Re: [RFC PATCH for 5.8 3/4] rseq: Introduce RSEQ_FLAG_RELIABLE_CPU_ID

From: Carlos O'Donell
Date: Tue Jul 07 2020 - 14:53:53 EST


On 7/7/20 8:06 AM, Mathieu Desnoyers wrote:
> ----- On Jul 7, 2020, at 7:32 AM, Florian Weimer fw@xxxxxxxxxxxxx wrote:
>
>> * Mathieu Desnoyers:
>>
>>> Those are very good points. One possibility we have would be to let
>>> glibc do the rseq registration without the RSEQ_FLAG_RELIABLE_CPU_ID
>>> flag. On kernels with the bug present, the cpu_id field is still good
>>> enough for typical uses of sched_getcpu() which does not appear to
>>> have a very strict correctness requirement on returning the right
>>> cpu number.
>>>
>>> Then libraries and applications which require a reliable cpu_id
>>> field could check this on their own by calling rseq with the
>>> RSEQ_FLAG_RELIABLE_CPU_ID flag. This would not make the state more
>>> complex in __rseq_abi, and let each rseq user decide about its own
>>> fate: whether it uses rseq or keeps using an rseq-free fallback.
>>>
>>> I am still tempted to allow combining RSEQ_FLAG_REGISTER |
>>> RSEQ_FLAG_RELIABLE_CPU_ID for applications which would not be using
>>> glibc, and want to check this flag on thread registration.
>>
>> Well, you could add a bug fix level field to the __rseq_abi variable.
>
> Even though I initially planned to make the struct rseq_abi extensible,
> the __rseq_abi variable ends up being fix-sized, so we need to be very
> careful in choosing what we place in the remaining 12 bytes of padding.
> I suspect we'd want to keep 8 bytes to express a pointer to an
> "extended" structure.
>
> I wonder if a bug fix level "version" is the right approach. We could
> instead have a bitmask of fixes, which the application could independently
> check. For instance, some applications may care about cpu_id field
> reliability, and others not.

I agree with Florian.

Developers are not interested in a bitmask of fixes.
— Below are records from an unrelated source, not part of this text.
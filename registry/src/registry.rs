//! The Registry - immutable schema lookup.

use crate::{AssociationDef, RegistryBuilder, RegistryError, SchemaDocument, TypeDef};
use graft_core::TypeId;
use std::collections::HashMap;

/// The Registry provides runtime lookup of entity schemas.
/// It is immutable after construction.
#[derive(Debug, Default)]
pub struct Registry {
    /// Type definitions by ID.
    types: HashMap<TypeId, TypeDef>,
    /// Type ID lookup by name.
    type_names: HashMap<String, TypeId>,
}

impl Registry {
    /// Create a registry (use RegistryBuilder for construction).
    pub(crate) fn new(types: HashMap<TypeId, TypeDef>, type_names: HashMap<String, TypeId>) -> Self {
        Self { types, type_names }
    }

    /// Build a registry from a JSON schema document.
    pub fn from_json(source: &str) -> Result<Self, RegistryError> {
        let document: SchemaDocument =
            serde_json::from_str(source).map_err(|e| RegistryError::Parse(e.to_string()))?;
        let mut builder = RegistryBuilder::new();
        builder.load_document(document)?;
        builder.build()
    }

    // ==================== Type Lookups ====================

    /// Get a type definition by name.
    pub fn get_type_by_name(&self, name: &str) -> Option<&TypeDef> {
        self.type_names.get(name).and_then(|id| self.types.get(id))
    }

    /// Get a type definition by ID.
    pub fn get_type(&self, id: TypeId) -> Option<&TypeDef> {
        self.types.get(&id)
    }

    /// Get a type ID by name.
    pub fn get_type_id(&self, name: &str) -> Option<TypeId> {
        self.type_names.get(name).copied()
    }

    /// The schema of an association's target type.
    pub fn target_type(&self, association: &AssociationDef) -> Option<&TypeDef> {
        self.get_type_by_name(&association.target_type)
    }

    /// Get all type definitions.
    pub fn all_types(&self) -> impl Iterator<Item = &TypeDef> {
        self.types.values()
    }

    /// Get the number of types.
    pub fn type_count(&self) -> usize {
        self.types.len()
    }
}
They want a version they can check and that at a given version everything
works as expected.

In reality today this is the kernel version.
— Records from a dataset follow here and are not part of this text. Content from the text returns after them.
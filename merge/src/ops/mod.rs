//! Plan construction and execution, one module per operation family.
//!
//! Each family exposes a `build` function used while planning and an
//! `apply` function used while executing:
//! - `update` - primitive fields plus recursion into associations
//! - `many_to_one` - single-valued slots (link, unlink, update in place)
//! - `one_to_many` - collections (set diff by identifier, clear)

mod many_to_one;
mod one_to_many;
mod update;

pub use update::{apply_update, build_update};

use graft_core::{AssociationValue, EntityHandle, EntityStore};
use graft_registry::{AssociationDef, Registry, TypeDef};
use tracing::trace;

use crate::error::{MergeError, MergeResult};
use crate::options::MergeOptions;
use crate::plan::Operation;
use crate::result::MergeOutcome;

/// Read-only state shared by every build step of one plan.
#[derive(Debug, Clone, Copy)]
pub struct BuildContext<'a> {
    pub registry: &'a Registry,
    pub options: &'a MergeOptions,
}

impl<'a> BuildContext<'a> {
    pub fn new(registry: &'a Registry, options: &'a MergeOptions) -> Self {
        Self { registry, options }
    }

    /// Schema of an association's target type.
    fn target_type(&self, def: &AssociationDef) -> MergeResult<&'a TypeDef> {
        self.registry
            .target_type(def)
            .ok_or_else(|| MergeError::unknown_type(&def.target_type))
    }
}

/// Locate or materialize the entity an incoming value describes.
///
/// Empty identifiers are not forwarded, so the store always creates.
fn resolve<S>(store: &mut S, def: &AssociationDef, value: &AssociationValue) -> MergeResult<EntityHandle>
where
    S: EntityStore + ?Sized,
{
    let identifier = value.identifier.as_ref().filter(|id| !id.is_empty());
    let handle = store
        .find_or_create(&def.target_key, identifier)
        .map_err(|e| MergeError::resolution(&def.target_key, e))?;
    trace!(target_key = %def.target_key, %handle, "resolved target entity");
    Ok(handle)
}

/// Execute one operation and everything nested below it.
pub fn apply_operation<S>(
    store: &mut S,
    op: Operation,
    outcome: &mut MergeOutcome,
) -> MergeResult<()>
where
    S: EntityStore + ?Sized,
{
    trace!(operation = op.name(), "applying operation");
    match op {
        Operation::UpdateChild {
            parent,
            association,
            update,
        } => many_to_one::apply_update_child(store, parent, &association, update, outcome),
        Operation::LinkChild {
            parent,
            association,
            update,
        } => many_to_one::apply_link(store, parent, &association, update, outcome),
        Operation::UnlinkChild {
            parent,
            association,
        } => many_to_one::apply_unlink(store, parent, &association, outcome),
        Operation::ClearCollection { collection } => {
            one_to_many::apply_clear(store, &collection, outcome)
        }
        Operation::AddMember { collection, update } => {
            one_to_many::apply_add(store, &collection, update, outcome)
        }
        Operation::UpdateMember { collection, update } => {
            one_to_many::apply_update_member(store, &collection, update, outcome)
        }
        Operation::RemoveMember {
            collection, member, ..
        } => one_to_many::apply_remove(store, &collection, member, outcome),
    }
}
So rseq is broken from a developer perspective until they can get a new
kernel or an agreement from their downstream vendor that revision Z of
the kernel they are using has the fix you've just committed.

Essentially this problem solves itself at level higher than the interfaces
we're talking about today.

Encoding this as a bitmask of fixes is an overengineered solution for a
problem that the downstream communities already know how to solve.

I would strongly suggest a "version" or nothing.

>> Then applications could check if the kernel has the appropriate level
>> of non-buggyness. But the same thing could be useful for many other
>> kernel interfaces, and I haven't seen such a fix level value for them.
>> What makes rseq so special?
>
> I guess my only answer is because I care as a user of the system call, and
> what is a system call without users ? I have real applications which work
> today with end users deploying them on various kernels, old and new, and I
> want to take advantage of this system call to speed them up. However, if I
> have to choose between speed and correctness (in other words, not crashing
> a critical application), I will choose correctness. So if I cannot detect
> that I can safely use the system call, it becomes pretty much useless even
> for my own use-cases.

Yes.

In the case of RHEL we have *tons* of users in the same predicament.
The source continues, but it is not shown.